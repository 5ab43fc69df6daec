//! WebSocket connection manager.
//!
//! Drives the pure `Session` state machine over a real socket: connection
//! attempts, the heartbeat interval and the reconnect timer are all arms of
//! one `select!` loop, so cancelling the loop tears down every timer at once.

use crate::error::{WsError, WsResult};
use crate::heartbeat::HeartbeatManager;
use crate::message::{decode_frame, FeedFrame, PING_LITERAL};
use crate::session::{
    ReconnectCounts, ReconnectPolicy, Session, SessionCommand, SessionEvent, SessionState,
    SessionStats,
};
use futures_util::{SinkExt, StreamExt};
use lpd_core::RawFeedEvent;
use parking_lot::RwLock;
use std::collections::VecDeque;
use std::future::Future;
use std::pin::Pin;
use std::time::Duration;
use tokio::net::TcpStream;
use tokio::sync::{mpsc, watch};
use tokio::time::{Instant, Interval, MissedTickBehavior};
use tokio_tungstenite::tungstenite::protocol::frame::coding::CloseCode;
use tokio_tungstenite::tungstenite::protocol::CloseFrame;
use tokio_tungstenite::tungstenite::{self, Message};
use tokio_tungstenite::{connect_async_tls_with_config, MaybeTlsStream, WebSocketStream};
use tokio_util::sync::CancellationToken;
use tracing::{debug, info, warn};

type FeedStream = WebSocketStream<MaybeTlsStream<TcpStream>>;
type ConnectFuture = Pin<Box<dyn Future<Output = WsResult<FeedStream>> + Send>>;

/// Connection configuration.
#[derive(Debug, Clone)]
pub struct ConnectionConfig {
    /// Feed WebSocket URL.
    pub url: String,
    pub reconnect: ReconnectPolicy,
    /// Interval between `ping` literals while open.
    pub heartbeat_interval_ms: u64,
    /// Upper bound for one connection attempt.
    pub connect_timeout_ms: u64,
}

impl Default for ConnectionConfig {
    fn default() -> Self {
        Self {
            url: String::new(),
            reconnect: ReconnectPolicy::default(),
            heartbeat_interval_ms: 30_000,
            connect_timeout_ms: 10_000,
        }
    }
}

/// Resources owned by the running loop. Only one of `connecting` / `socket`
/// is ever set.
#[derive(Default)]
struct Link {
    connecting: Option<ConnectFuture>,
    socket: Option<FeedStream>,
    reconnect_at: Option<Instant>,
    heartbeat: Option<Interval>,
}

/// WebSocket connection manager.
pub struct ConnectionManager {
    config: ConnectionConfig,
    state: RwLock<SessionState>,
    reconnect_count: RwLock<u32>,
    reconnects: RwLock<ReconnectCounts>,
    heartbeat: HeartbeatManager,
    event_tx: mpsc::Sender<RawFeedEvent>,
    connected_tx: watch::Sender<bool>,
    shutdown_token: CancellationToken,
}

impl ConnectionManager {
    /// Create a new connection manager delivering decoded events to `event_tx`.
    pub fn new(config: ConnectionConfig, event_tx: mpsc::Sender<RawFeedEvent>) -> Self {
        let (connected_tx, _) = watch::channel(false);
        Self {
            heartbeat: HeartbeatManager::new(config.heartbeat_interval_ms),
            config,
            state: RwLock::new(SessionState::Idle),
            reconnect_count: RwLock::new(0),
            reconnects: RwLock::new(ReconnectCounts::default()),
            event_tx,
            connected_tx,
            shutdown_token: CancellationToken::new(),
        }
    }

    pub fn state(&self) -> SessionState {
        *self.state.read()
    }

    pub fn is_connected(&self) -> bool {
        *self.connected_tx.borrow()
    }

    /// Connected/disconnected notifications.
    pub fn subscribe_connected(&self) -> watch::Receiver<bool> {
        self.connected_tx.subscribe()
    }

    pub fn stats(&self) -> SessionStats {
        SessionStats {
            state: self.state(),
            connected: self.is_connected(),
            reconnect_attempts: *self.reconnect_count.read(),
            reconnects: *self.reconnects.read(),
            last_activity: self.heartbeat.last_activity(),
        }
    }

    /// Signal graceful shutdown. `run` closes the socket and returns.
    pub fn shutdown(&self) {
        info!("ConnectionManager shutdown requested");
        self.shutdown_token.cancel();
    }

    pub fn is_shutdown(&self) -> bool {
        self.shutdown_token.is_cancelled()
    }

    /// Run the session until shutdown, following `interest`.
    pub async fn run(&self, mut interest: watch::Receiver<bool>) -> WsResult<()> {
        let mut session = Session::new(self.config.reconnect.clone());
        let mut link = Link::default();
        let mut pending = VecDeque::new();
        let mut interest_open = true;

        pending.push_back(SessionEvent::InterestChanged(*interest.borrow_and_update()));

        loop {
            while let Some(event) = pending.pop_front() {
                let commands = session.handle(event);
                *self.state.write() = session.state();
                *self.reconnect_count.write() = session.attempts();
                *self.reconnects.write() = session.reconnects();
                for command in commands {
                    self.execute(command, &mut link, &mut pending).await;
                }
            }

            tokio::select! {
                biased;

                () = self.shutdown_token.cancelled() => {
                    info!("Shutdown signal received in session loop");
                    if let Some(mut socket) = link.socket.take() {
                        if let Err(e) = socket.close(None).await {
                            debug!(error = %e, "Failed to send Close frame during shutdown");
                        }
                    }
                    *self.state.write() = SessionState::Idle;
                    self.connected_tx.send_replace(false);
                    return Ok(());
                }

                changed = interest.changed(), if interest_open => {
                    let interested = match changed {
                        Ok(()) => *interest.borrow_and_update(),
                        Err(_) => {
                            debug!("Presence channel closed, treating as not interested");
                            interest_open = false;
                            false
                        }
                    };
                    pending.push_back(SessionEvent::InterestChanged(interested));
                }

                result = connect_attempt(&mut link.connecting) => {
                    link.connecting = None;
                    match result {
                        Ok(socket) => {
                            info!(url = %self.config.url, "WebSocket connected");
                            link.socket = Some(socket);
                            pending.push_back(SessionEvent::ConnectSucceeded);
                        }
                        Err(e) => {
                            warn!(url = %self.config.url, error = %e, "WebSocket connect failed");
                            pending.push_back(SessionEvent::ConnectFailed);
                        }
                    }
                }

                frame = next_frame(&mut link.socket) => {
                    if let Some(event) = self.handle_frame(frame, &mut link).await {
                        pending.push_back(event);
                    }
                }

                () = heartbeat_tick(&mut link.heartbeat) => {
                    pending.push_back(SessionEvent::HeartbeatDue {
                        transport_open: link.socket.is_some(),
                    });
                }

                () = reconnect_timer(link.reconnect_at) => {
                    link.reconnect_at = None;
                    pending.push_back(SessionEvent::ReconnectDelayElapsed);
                }
            }
        }
    }

    async fn execute(
        &self,
        command: SessionCommand,
        link: &mut Link,
        pending: &mut VecDeque<SessionEvent>,
    ) {
        match command {
            SessionCommand::Connect => {
                info!(url = %self.config.url, "Connecting to WebSocket");
                let url = self.config.url.clone();
                let timeout = Duration::from_millis(self.config.connect_timeout_ms);
                link.connecting = Some(Box::pin(open_socket(url, timeout)));
            }
            SessionCommand::Close { code, reason } => {
                link.connecting = None;
                if let Some(mut socket) = link.socket.take() {
                    let frame = CloseFrame {
                        code: CloseCode::from(code),
                        reason: reason.into(),
                    };
                    if let Err(e) = socket.close(Some(frame)).await {
                        debug!(error = %e, "Failed to send Close frame");
                    }
                    info!(code, reason, "WebSocket closed");
                }
            }
            SessionCommand::StartHeartbeat => {
                self.heartbeat.reset();
                let period = self.heartbeat.interval();
                let mut interval = tokio::time::interval_at(Instant::now() + period, period);
                interval.set_missed_tick_behavior(MissedTickBehavior::Delay);
                link.heartbeat = Some(interval);
            }
            SessionCommand::StopHeartbeat => {
                link.heartbeat = None;
            }
            SessionCommand::SendPing => {
                let Some(socket) = link.socket.as_mut() else {
                    pending.push_back(SessionEvent::TransportError);
                    return;
                };
                match socket.send(Message::Text(PING_LITERAL.to_string())).await {
                    Ok(()) => self.heartbeat.record_ping(),
                    Err(e) => {
                        warn!(error = %e, "Heartbeat send failed");
                        pending.push_back(SessionEvent::TransportError);
                    }
                }
            }
            SessionCommand::ScheduleReconnect(delay) => {
                link.socket = None;
                link.connecting = None;
                link.reconnect_at = Some(Instant::now() + delay);
                warn!(
                    attempt = *self.reconnect_count.read(),
                    delay_ms = delay.as_millis() as u64,
                    "Reconnecting"
                );
            }
            SessionCommand::CancelReconnect => {
                link.reconnect_at = None;
                debug!("Reconnect cancelled");
            }
            SessionCommand::NotifyConnected => {
                self.connected_tx.send_replace(true);
            }
            SessionCommand::NotifyDisconnected => {
                self.connected_tx.send_replace(false);
            }
        }
    }

    async fn handle_frame(
        &self,
        frame: Option<Result<Message, tungstenite::Error>>,
        link: &mut Link,
    ) -> Option<SessionEvent> {
        match frame {
            Some(Ok(Message::Text(text))) => {
                self.heartbeat.record_message();
                self.dispatch_text(&text).await;
                None
            }
            Some(Ok(Message::Ping(data))) => {
                debug!("Received ping, sending pong");
                let socket = link.socket.as_mut()?;
                match socket.send(Message::Pong(data)).await {
                    Ok(()) => None,
                    Err(e) => {
                        warn!(error = %e, "Failed to answer ping");
                        link.socket = None;
                        Some(SessionEvent::TransportError)
                    }
                }
            }
            Some(Ok(Message::Pong(_))) => {
                self.heartbeat.record_pong();
                None
            }
            Some(Ok(Message::Close(frame))) => {
                let (code, reason) = frame
                    .map(|f| (u16::from(f.code), f.reason.to_string()))
                    .unwrap_or((1005, String::new()));
                warn!(code, %reason, "WebSocket closed by server");
                link.socket = None;
                Some(SessionEvent::TransportClosed)
            }
            Some(Ok(_)) => None,
            Some(Err(e)) => {
                warn!(error = %e, "WebSocket read error");
                link.socket = None;
                Some(SessionEvent::TransportError)
            }
            None => {
                warn!("WebSocket stream ended");
                link.socket = None;
                Some(SessionEvent::TransportClosed)
            }
        }
    }

    async fn dispatch_text(&self, text: &str) {
        match decode_frame(text) {
            FeedFrame::Pong => self.heartbeat.record_pong(),
            FeedFrame::Events { events, .. } => {
                for event in events {
                    if self.event_tx.send(event).await.is_err() {
                        warn!("Event receiver dropped");
                        return;
                    }
                }
            }
            FeedFrame::Ignored => {}
        }
    }
}

async fn open_socket(url: String, timeout: Duration) -> WsResult<FeedStream> {
    match tokio::time::timeout(
        timeout,
        connect_async_tls_with_config(url.as_str(), None, true, None),
    )
    .await
    {
        Ok(Ok((socket, _response))) => Ok(socket),
        Ok(Err(e)) => Err(e.into()),
        Err(_) => Err(WsError::ConnectTimeout(timeout.as_millis() as u64)),
    }
}

async fn connect_attempt(connecting: &mut Option<ConnectFuture>) -> WsResult<FeedStream> {
    match connecting {
        Some(fut) => fut.await,
        None => std::future::pending().await,
    }
}

async fn next_frame(socket: &mut Option<FeedStream>) -> Option<Result<Message, tungstenite::Error>> {
    match socket {
        Some(socket) => socket.next().await,
        None => std::future::pending().await,
    }
}

async fn heartbeat_tick(interval: &mut Option<Interval>) {
    match interval {
        Some(interval) => {
            interval.tick().await;
        }
        None => std::future::pending().await,
    }
}

async fn reconnect_timer(deadline: Option<Instant>) {
    match deadline {
        Some(deadline) => tokio::time::sleep_until(deadline).await,
        None => std::future::pending().await,
    }
}

#[cfg(test)]
mod tests {
    use super::*;

    #[test]
    fn test_default_config() {
        let config = ConnectionConfig::default();
        assert_eq!(config.heartbeat_interval_ms, 30_000);
        assert_eq!(config.connect_timeout_ms, 10_000);
        assert_eq!(config.reconnect.delay(3), Duration::from_millis(5_000));
    }

    #[tokio::test]
    async fn test_idle_until_interested() {
        let (event_tx, _event_rx) = mpsc::channel(8);
        let manager = std::sync::Arc::new(ConnectionManager::new(
            ConnectionConfig {
                url: "ws://127.0.0.1:9".to_string(),
                ..Default::default()
            },
            event_tx,
        ));
        let (_interest_tx, interest_rx) = watch::channel(false);

        let runner = manager.clone();
        let handle = tokio::spawn(async move { runner.run(interest_rx).await });

        tokio::time::sleep(Duration::from_millis(50)).await;
        assert_eq!(manager.state(), SessionState::Idle);
        assert!(!manager.is_connected());

        manager.shutdown();
        handle.await.unwrap().unwrap();
    }
}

- **WORK ORDER**
Looking at the listing above, tally the lines containing "true" and give only that tally.

- **OUTPUT FOR THIS TASK**
3